### Task:
Copy exactly the run of lines that begins at the line with "tools, no handoffs." and ends at the final line of the entries.

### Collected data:

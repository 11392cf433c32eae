//! SSE normaliser — wire frames to [`crate::event::Event`] variants.
//!
//! [`frame`] turns a `reqwest::Response` body into a stream of raw JSON
//! payloads using `eventsource-stream`'s `data: ...\n\n` framing; [`normalise`]
//! is the pure mapping-table function from one such payload to an `Event`,
//! used both here and by the Runner when folding a streaming turn into an
//! accumulated [`crate::model::Response`].

use futures::{Stream, StreamExt, TryStreamExt};
use serde_json::Value;

use crate::error::{AgentError, Result};
use crate::event::Event;
use crate::usage::Usage;

/// Wrap a `reqwest::Response` body in SSE framing, yielding one raw JSON
/// payload per `data: ...` frame. The `[DONE]` sentinel becomes
/// `{"type": "done"}`; a frame whose body is not valid JSON is skipped.
pub fn frame(response: reqwest::Response) -> impl Stream<Item = Result<Value>> {
    let byte_stream = response
        .bytes_stream()
        .map_err(|err| AgentError::NetworkError { underlying: err.to_string() });

    eventsource_stream::Eventsource::eventsource(byte_stream)
        .filter_map(|frame| async move {
            let frame = match frame {
                Ok(frame) => frame,
                Err(err) => return Some(Err(AgentError::NetworkError { underlying: err.to_string() })),
            };

            if frame.data == "[DONE]" {
                return Some(Ok(serde_json::json!({"type": "done"})));
            }

            serde_json::from_str::<Value>(&frame.data).ok().map(Ok)
        })
}

/// Map one raw wire event payload to a normalised [`Event`], following the
/// mapping table: unrecognised or explicitly-suppressed wire types yield
/// `None` only for the suppressed cases; anything genuinely unrecognised
/// becomes `Event::Unknown`.
#[must_use]
pub fn normalise(raw: &Value) -> Option<Event> {
    match raw["type"].as_str()? {
        "response.created" => Some(Event::ResponseCreated {
            response_id: raw["response"]["id"].as_str().unwrap_or_default().to_owned(),
            model: raw["response"]["model"].as_str().unwrap_or_default().to_owned(),
            created_at: raw["response"]["created_at"].as_i64().unwrap_or_default(),
        }),
        "response.in_progress" | "response.function_call_arguments.done" | "response.output_item.done" => None,
        "response.output_text.delta" => Some(Event::TextDelta {
            text: raw["delta"].as_str().unwrap_or_default().to_owned(),
            index: raw["content_index"].as_u64().unwrap_or_default() as u32,
        }),
        "response.function_call_arguments.delta" => Some(Event::FunctionCallArgumentsDelta {
            call_id: raw["item_id"].as_str().unwrap_or_default().to_owned(),
            arguments_fragment: raw["delta"].as_str().unwrap_or_default().to_owned(),
            index: raw["output_index"].as_u64().unwrap_or_default() as u32,
        }),
        "response.output_item.added" if raw["item"]["type"] == "function_call" => Some(Event::ToolCall {
            name: raw["item"]["name"].as_str().unwrap_or_default().to_owned(),
            call_id: raw["item"]["id"].as_str().unwrap_or_default().to_owned(),
            arguments: raw["item"]["arguments"].as_str().unwrap_or_default().to_owned(),
        }),
        "response.output_item.added" => None,
        "response.completed" | "response.done" => {
            let usage = raw["response"]["usage"].clone();
            let usage: Usage = serde_json::from_value(usage).unwrap_or_default();
            Some(Event::ResponseCompleted {
                usage,
                trace_id: raw["response"]["trace_id"].as_str().map(str::to_owned),
            })
        }
        "done" => Some(Event::StreamComplete),
        _ => Some(Event::Unknown { raw: raw.clone() }),
    }
}

#[cfg(test)]
mod tests {
    use super::*;

    #[test]
    fn response_created_maps_fields() {
        let raw = serde_json::json!({
            "type": "response.created",
            "response": {"id": "resp_1", "model": "gpt-4o", "created_at": 1700}
        });
        match normalise(&raw).unwrap() {
            Event::ResponseCreated { response_id, model, created_at } => {
                assert_eq!(response_id, "resp_1");
                assert_eq!(model, "gpt-4o");
                assert_eq!(created_at, 1700);
            }
            _ => panic!("wrong variant"),
        }
    }

    #[test]
    fn output_text_delta_maps_to_text_delta() {
        let raw = serde_json::json!({"type": "response.output_text.delta", "delta": "hi", "content_index": 0});
        match normalise(&raw).unwrap() {
            Event::TextDelta { text, index } => {
                assert_eq!(text, "hi");
                assert_eq!(index, 0);
            }
            _ => panic!("wrong variant"),
        }
    }

    #[test]
    fn in_progress_is_suppressed() {
        let raw = serde_json::json!({"type": "response.in_progress"});
        assert!(normalise(&raw).is_none());
    }

    #[test]
    fn function_call_arguments_done_is_suppressed() {
        let raw = serde_json::json!({"type": "response.function_call_arguments.done"});
        assert!(normalise(&raw).is_none());
    }

    #[test]
    fn output_item_added_function_call_maps_to_tool_call() {
        let raw = serde_json::json!({
            "type": "response.output_item.added",
            "item": {"type": "function_call", "id": "c1", "name": "add", "arguments": ""}
        });
        match normalise(&raw).unwrap() {
            Event::ToolCall { name, call_id, .. } => {
                assert_eq!(name, "add");
                assert_eq!(call_id, "c1");
            }
            _ => panic!("wrong variant"),
        }
    }

    #[test]
    fn done_sentinel_maps_to_stream_complete() {
        let raw = serde_json::json!({"type": "done"});
        assert!(matches!(normalise(&raw), Some(Event::StreamComplete)));
    }

    #[test]
    fn unrecognised_type_becomes_unknown() {
        let raw = serde_json::json!({"type": "response.something.new", "foo": 1});
        match normalise(&raw).unwrap() {
            Event::Unknown { raw: r } => assert_eq!(r["foo"], 1),
            _ => panic!("wrong variant"),
        }
    }
}
//! Basic agent run: a single agent, no tools, no handoffs.
//!
//! ```bash
//! export OPENAI_API_KEY=sk-...
//! cargo run --example agent_basic
//! ```

#![allow(clippy::print_stdout)]

use machi::prelude::*;

#[tokio::main]
async fn main() -> Result<()> {
    let agent = Agent::builder("assistant")
        .instructions("You are a helpful assistant. Keep answers concise.")
        .model("gpt-4o-mini")
        .build()?;

    let config = ApiConfig::from_env()?;
    let result = run(agent, "What is the capital of France?", config, RunOptions::default()).await?;
    println!("{}", result.output);

    Ok(())
}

### Result:
//! Basic agent run: a single agent, no tools, no handoffs.
//!
//! ```bash
//! export OPENAI_API_KEY=sk-...
//! cargo run --example agent_basic
//! ```

#![allow(clippy::print_stdout)]

use machi::prelude::*;

#[tokio::main]
async fn main() -> Result<()> {
    let agent = Agent::builder("assistant")
        .instructions("You are a helpful assistant. Keep answers concise.")
        .model("gpt-4o-mini")
        .build()?;

    let config = ApiConfig::from_env()?;
    let result = run(agent, "What is the capital of France?", config, RunOptions::default()).await?;
    println!("{}", result.output);

    Ok(())
}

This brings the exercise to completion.